Deferred Voxel Shading for Real Time Global Illumination

Overview
Results
Executable

Peer-review published paper for this technique can be found here:

https://github.com/jose-villegas/VCTRenderer/blob/master/paper_final.pdf http://ieeexplore.ieee.org/abstract/document/7833375/

My thesis can be found here (Spanish) here: https://raw.githubusercontent.com/jose-villegas/ThesisDocument/master/Tesis.pdf

Computing indirect illumination is a challenging and complex problem for real-time rendering in 3D applications. This global illumination approach computes indirect lighting in real time utilizing a simpliﬁed version of the outgoing radiance and the scene stored in voxels.

Overview

Deferred voxel shading is a four-step real-time global illumination technique inspired by voxel cone tracing and deferred rendering. This approach enables us to obtain an accurate approximation of a plethora of indirect illumination effects including: indirect diffuse, specular reflectance, color-blending, emissive materials, indirect shadows and ambient occlusion. The steps that comprehend this technique are described below.

Technique Overview

1. Voxelization

The first step is to voxelize the scene, my implemention voxelizes scene albedo, normal and emission to approximate emissive materials. For this conservative voxelization and atomic operations on 3D textures are used as described here.

...
layout(binding = 0, r32ui) uniform volatile coherent uimage3D voxelAlbedo;
layout(binding = 1, r32ui) uniform volatile coherent uimage3D voxelNormal;
layout(binding = 2, r32ui) uniform volatile coherent uimage3D voxelEmission;
...
// average normal per fragments sorrounding the voxel volume
imageAtomicRGBA8Avg(voxelNormal, position, normal);
// average albedo per fragments sorrounding the voxel volume
imageAtomicRGBA8Avg(voxelAlbedo, position, albedo);
// average emission per fragments sorrounding the voxel volume
imageAtomicRGBA8Avg(voxelEmission, position, emissive);
...

Scene	Average Albedo	Average Normal	Average Emission

1.1. Voxel Structure

My voxel structure is inspired by deferred rendering, where a G-Buffer contains relevant data to later be used in a separate light pass. Normal, albedo and emission values are stored in voxels during the voxelization process, every attribute has its own 3D texture associated. This information is sufficient to calculate the diffuse reflectance and normal attenuation on a separate light pass where, instead of computing the lighting per pixel it is done per voxel. The structure can be extended to support a more complicated reflectance model but this may imply a higher memory consumption to store additional data.
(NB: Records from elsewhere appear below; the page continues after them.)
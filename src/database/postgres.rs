use async_trait::async_trait;
use serde_json::{Map, Value};
use sqlx::PgPool;
use tracing::info;
use uuid::Uuid;

use super::manager::DatabaseError;
use super::store::DocumentStore;

const SCHEMA: &str = r#"
    CREATE TABLE IF NOT EXISTS documents (
        collection TEXT NOT NULL,
        id UUID NOT NULL,
        body JSONB NOT NULL,
        PRIMARY KEY (collection, id)
    )
"#;

const BODY_INDEX: &str =
    "CREATE INDEX IF NOT EXISTS documents_body_idx ON documents USING GIN (body jsonb_path_ops)";

/// Postgres-backed document store: one JSONB row per document
#[derive(Clone)]
pub struct PgDocumentStore {
    pool: PgPool,
}

impl PgDocumentStore {
    pub fn new(pool: PgPool) -> Self {
        Self { pool }
    }

    /// Create the backing table if it does not exist yet
    pub async fn ensure_schema(&self) -> Result<(), DatabaseError> {
        sqlx::query(SCHEMA).execute(&self.pool).await?;
        sqlx::query(BODY_INDEX).execute(&self.pool).await?;
        info!("Document schema ready");
        Ok(())
    }
}

#[async_trait]
impl DocumentStore for PgDocumentStore {
    async fn insert(&self, collection: &str, id: Uuid, document: Value) -> Result<(), DatabaseError> {
        sqlx::query("INSERT INTO documents (collection, id, body) VALUES ($1, $2, $3)")
            .bind(collection)
            .bind(id)
            .bind(document)
            .execute(&self.pool)
            .await?;
        Ok(())
    }

    async fn find_by_id(&self, collection: &str, id: Uuid) -> Result<Option<Value>, DatabaseError> {
        let body = sqlx::query_scalar::<_, Value>(
            "SELECT body FROM documents WHERE collection = $1 AND id = $2",
        )
        .bind(collection)
        .bind(id)
        .fetch_optional(&self.pool)
        .await?;
        Ok(body)
    }

    async fn find_by_field(
        &self,
        collection: &str,
        field: &str,
        value: &Value,
    ) -> Result<Vec<Value>, DatabaseError> {
        let rows = sqlx::query_scalar::<_, Value>(
            "SELECT body FROM documents WHERE collection = $1 AND body -> $2 = $3",
        )
        .bind(collection)
        .bind(field)
        .bind(value)
        .fetch_all(&self.pool)
        .await?;
        Ok(rows)
    }

    async fn find_all(&self, collection: &str) -> Result<Vec<Value>, DatabaseError> {
        let rows = sqlx::query_scalar::<_, Value>("SELECT body FROM documents WHERE collection = $1")
            .bind(collection)
            .fetch_all(&self.pool)
            .await?;
        Ok(rows)
    }

    async fn find_recent(
        &self,
        collection: &str,
        sort_field: &str,
        limit: usize,
    ) -> Result<Vec<Value>, DatabaseError> {
        let rows = sqlx::query_scalar::<_, Value>(
            r#"
            SELECT body FROM documents
            WHERE collection = $1
            ORDER BY (body ->> $2)::timestamptz DESC NULLS LAST
            LIMIT $3
            "#,
        )
        .bind(collection)
        .bind(sort_field)
        .bind(limit as i64)
        .fetch_all(&self.pool)
        .await?;
        Ok(rows)
    }

    async fn set_fields(
        &self,
        collection: &str,
        id: Uuid,
        fields: Map<String, Value>,
    ) -> Result<bool, DatabaseError> {
        let result = sqlx::query(
            "UPDATE documents SET body = body || $3 WHERE collection = $1 AND id = $2",
        )
        .bind(collection)
        .bind(id)
        .bind(Value::Object(fields))
        .execute(&self.pool)
        .await?;
        Ok(result.rows_affected() > 0)
    }

    async fn increment(
        &self,
        collection: &str,
        id: Uuid,
        field: &str,
        by: i64,
    ) -> Result<bool, DatabaseError> {
        let result = sqlx::query(
            r#"
            UPDATE documents
            SET body = jsonb_set(body, ARRAY[$3::text], to_jsonb(COALESCE((body ->> $3)::bigint, 0) + $4))
            WHERE collection = $1 AND id = $2
            "#,
        )
        .bind(collection)
        .bind(id)
        .bind(field)
        .bind(by)
        .execute(&self.pool)
        .await?;
        Ok(result.rows_affected() > 0)
    }

    async fn delete(&self, collection: &str, id: Uuid) -> Result<bool, DatabaseError> {
        let result = sqlx::query("DELETE FROM documents WHERE collection = $1 AND id = $2")
            .bind(collection)
            .bind(id)
            .execute(&self.pool)
            .await?;
        Ok(result.rows_affected() > 0)
    }

    async fn ping(&self) -> Result<(), DatabaseError> {
        sqlx::query("SELECT 1").execute(&self.pool).await?;
        Ok(())
    }
}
Furthermore, another structure is used for the voxel cone tracing pass. The resulting values of the lighting computations per voxel are stored in another 3D texture which we will call radiance volume. To approximate the incrementing diameter of the cone, and its sampling volume, levels of detail of the voxelized scene are used. For anisotropic voxels six 3D textures at half resolution of the radiance volume are required, one per every axis direction positive and negative, the levels of details are stored within the mipmap levels of these textures which we will call directional volumes.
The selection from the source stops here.